I left Atlanta around noon today after having spent some time getting a personal tour of the CNN Studios. We were the only ones that required some assistance in the accessability department, so we were assigned our very own guide and we took an hour long tour of the back hallways of the studios.
What fascinated the boys more than anything? The smells wafting from the employee cafeteria. I was fascinated by everything except for the extra 10 pounds that I saw on myself when I stood against the green screen.
Our drive west was rather uneventful until I got to Birmingham and Travis decided to have a massive nose bleed while I was driving 85 70 miles an hour down I-20 without so much as a Q-Tip within reach with which to stop the blood. I grabbed a Pull-Up from the deep recesses of the center console, handed it back to Tommy and told him to jam it up against T’s nose while I started scanning for the first exit.
I was a little concerned about pulling off into the unknown (when I travel alone, I try to be very aware of my surroundings and pull off where it’s well lit and highly trafficked), but desperate times called for desperate measures and I saw a McDonald’s at the top of an off ramp, so I chanced it and exited the interstate.
Within seconds, it was clear that I had chosen a location where no one else looked like me.

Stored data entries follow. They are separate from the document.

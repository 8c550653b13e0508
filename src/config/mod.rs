// Configuration module entry point
// Loads the immutable server configuration once at startup

mod state;
mod types;

use hyper::header::HeaderValue;
use std::net::SocketAddr;
use std::path::Path;

pub use state::AppState;
pub use types::{
    Config, FilesConfig, HttpConfig, LoggingConfig, MimeConfig, PerformanceConfig, ServerConfig,
};

/// Default config file name (without extension), looked up in the working directory
pub const DEFAULT_CONFIG_PATH: &str = "serve";

impl Config {
    /// Load configuration from specified file path (without extension)
    /// A missing file yields the built-in defaults: port 8000, root `dist`
    pub fn load_from(config_path: &str) -> Result<Self, config::ConfigError> {
        let settings = config::Config::builder()
            .add_source(config::File::with_name(config_path).required(false))
            .set_default("server.host", "0.0.0.0")?
            .set_default("server.port", 8000)?
            .set_default("files.root", "dist")?
            .set_default("http.server_name", concat!("coi-serve/", env!("CARGO_PKG_VERSION")))?
            .set_default("logging.level", "info")?
            .set_default("logging.access_log", true)?
            .set_default("performance.keep_alive", true)?
            .set_default("performance.header_read_timeout", 30)?
            .build()?;

        let cfg: Self = settings.try_deserialize()?;
        cfg.validate().map_err(config::ConfigError::Message)?;
        Ok(cfg)
    }

    /// Load from the default `serve.toml`
    pub fn load() -> Result<Self, config::ConfigError> {
        Self::load_from(DEFAULT_CONFIG_PATH)
    }

    /// Reject values that would only fail later, per request
    pub fn validate(&self) -> Result<(), String> {
        if self.server.port == 0 {
            return Err("server.port must be non-zero".to_string());
        }
        if self.files.root.trim().is_empty() {
            return Err("files.root must not be empty".to_string());
        }
        if HeaderValue::from_str(&self.mime.fallback).is_err() {
            return Err(format!(
                "mime.fallback is not a valid header value: '{}'",
                self.mime.fallback
            ));
        }
        if let Some((ext, value)) = self
            .mime
            .types
            .iter()
            .find(|(_, v)| HeaderValue::from_str(v).is_err())
        {
            return Err(format!(
                "mime.types.{ext} is not a valid header value: '{value}'"
            ));
        }
        Ok(())
    }

    pub fn get_socket_addr(&self) -> Result<SocketAddr, String> {
        format!("{}:{}", self.server.host, self.server.port)
            .parse()
            .map_err(|e| format!("Invalid address: {e}"))
    }

    /// Whether the serve root exists; a missing root only produces 404s
    pub fn root_exists(&self) -> bool {
        Path::new(&self.files.root).is_dir()
    }
}

#[cfg(test)]
mod tests {
    use super::*;
    use std::io::Write;

    fn load_toml(contents: &str) -> Result<Config, config::ConfigError> {
        let mut file = tempfile::Builder::new()
            .prefix("serve-test")
            .suffix(".toml")
            .tempfile()
            .expect("create temp config");
        file.write_all(contents.as_bytes()).expect("write temp config");
        let path = file.path().with_extension("");
        let stem = path.to_str().expect("utf-8 temp path");
        Config::load_from(stem)
    }

    #[test]
    fn test_defaults_without_file() {
        let cfg = Config::load_from("definitely-missing-serve-config").unwrap();
        assert_eq!(cfg.server.port, 8000);
        assert_eq!(cfg.files.root, "dist");
        assert_eq!(cfg.files.index_files, vec!["index.html", "index.htm"]);
        assert!(cfg.mime.builtin);
        assert_eq!(cfg.mime.fallback, "application/octet-stream");
        assert_eq!(cfg.mime.types.get("html").map(String::as_str), Some("text/html"));
        assert_eq!(
            cfg.mime.types.get("js").map(String::as_str),
            Some("application/x-javascript")
        );
        assert_eq!(cfg.logging.access_log_format, "common");
        assert_eq!(cfg.performance.header_read_timeout, 30);
        assert!(cfg.performance.keep_alive);
        assert_eq!(cfg.get_socket_addr().unwrap().port(), 8000);
    }

    #[test]
    fn test_file_overrides() {
        let cfg = load_toml(
            r#"
[server]
port = 9001

[files]
root = "public"

[mime]
builtin = false
[mime.types]
wasm = "application/wasm"
"#,
        )
        .unwrap();
        assert_eq!(cfg.server.port, 9001);
        assert_eq!(cfg.files.root, "public");
        assert!(!cfg.mime.builtin);
        assert_eq!(
            cfg.mime.types.get("wasm").map(String::as_str),
            Some("application/wasm")
        );
    }

    #[test]
    fn test_validate_rejects_bad_values() {
        let mut cfg = Config::load_from("definitely-missing-serve-config").unwrap();
        cfg.server.port = 0;
        assert!(cfg.validate().is_err());

        let mut cfg = Config::load_from("definitely-missing-serve-config").unwrap();
        cfg.files.root = "  ".to_string();
        assert!(cfg.validate().is_err());

        let mut cfg = Config::load_from("definitely-missing-serve-config").unwrap();
        cfg.mime
            .types
            .insert("bad".to_string(), "text/plain\r\n".to_string());
        assert!(cfg.validate().is_err());
    }
}
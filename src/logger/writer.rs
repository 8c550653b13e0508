//! Log writer module
//!
//! Thread-safe log writing to files or stdout/stderr, with a level filter.

use std::fs::{File, OpenOptions};
use std::io::{self, Write};
use std::path::Path;
use std::sync::{Mutex, OnceLock, PoisonError};

/// Global log writer instance
static LOG_WRITER: OnceLock<LogWriter> = OnceLock::new();

/// Severity threshold; messages above it are dropped
#[derive(Debug, Clone, Copy, PartialEq, Eq, PartialOrd, Ord)]
pub enum Level {
    Error,
    Warn,
    Info,
}

impl Level {
    /// Parse a config value; unknown or more verbose levels mean `Info`
    pub fn parse(value: &str) -> Self {
        match value.trim().to_ascii_lowercase().as_str() {
            "error" => Self::Error,
            "warn" | "warning" => Self::Warn,
            _ => Self::Info,
        }
    }
}

/// Log output target
enum LogTarget {
    Stdout,
    Stderr,
    File(File),
}

impl LogTarget {
    fn open(path: Option<&str>, default: Self) -> io::Result<Self> {
        match path {
            Some(p) => open_log_file(p).map(Self::File),
            None => Ok(default),
        }
    }

    fn write_line(&mut self, message: &str) {
        match self {
            Self::Stdout => println!("{message}"),
            Self::Stderr => eprintln!("{message}"),
            Self::File(f) => {
                let _ = writeln!(f, "{message}");
            }
        }
    }
}

/// Thread-safe log writer
pub struct LogWriter {
    level: Level,
    /// Access and info lines
    access: Mutex<LogTarget>,
    /// Warnings and errors
    error: Mutex<LogTarget>,
}

impl LogWriter {
    fn new(
        level: Level,
        access_log_file: Option<&str>,
        error_log_file: Option<&str>,
    ) -> io::Result<Self> {
        Ok(Self {
            level,
            access: Mutex::new(LogTarget::open(access_log_file, LogTarget::Stdout)?),
            error: Mutex::new(LogTarget::open(error_log_file, LogTarget::Stderr)?),
        })
    }

    pub fn enabled(&self, level: Level) -> bool {
        level <= self.level
    }

    /// Write to access log; not subject to the level filter
    pub fn write_access(&self, message: &str) {
        self.access
            .lock()
            .unwrap_or_else(PoisonError::into_inner)
            .write_line(message);
    }

    pub fn write_info(&self, message: &str) {
        if self.enabled(Level::Info) {
            self.write_access(message);
        }
    }

    pub fn write_warning(&self, message: &str) {
        if self.enabled(Level::Warn) {
            self.write_error(message);
        }
    }

    pub fn write_error(&self, message: &str) {
        self.error
            .lock()
            .unwrap_or_else(PoisonError::into_inner)
            .write_line(message);
    }
}

/// Open or create a log file for appending
fn open_log_file(path: &str) -> io::Result<File> {
    if let Some(parent) = Path::new(path).parent() {
        if !parent.as_os_str().is_empty() {
            std::fs::create_dir_all(parent)?;
        }
    }

    OpenOptions::new().create(true).append(true).open(path)
}

/// Initialize the global log writer
///
/// Call once at startup. Fails if a log file cannot be opened or the
/// writer was already initialised.
pub fn init(
    level: Level,
    access_log_file: Option<&str>,
    error_log_file: Option<&str>,
) -> io::Result<()> {
    let writer = LogWriter::new(level, access_log_file, error_log_file)?;
    LOG_WRITER.set(writer).map_err(|_| {
        io::Error::new(
            io::ErrorKind::AlreadyExists,
            "Log writer already initialized",
        )
    })
}

/// Get the global log writer, if initialised
pub fn get() -> Option<&'static LogWriter> {
    LOG_WRITER.get()
}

I was met with more than one curious stare as I darted inside, grabbed two handfuls of napkins and ran back outside to tend to T. Once we got his situation under control, I headed back in to wash off and grab a coffee for the road and while I was standing in line getting my order together, I started to hear some murmuring.
The murmuring got louder.
And started sounding less like murmuring and more like talking.
Then the talking turned to shouting.
It was directed at me.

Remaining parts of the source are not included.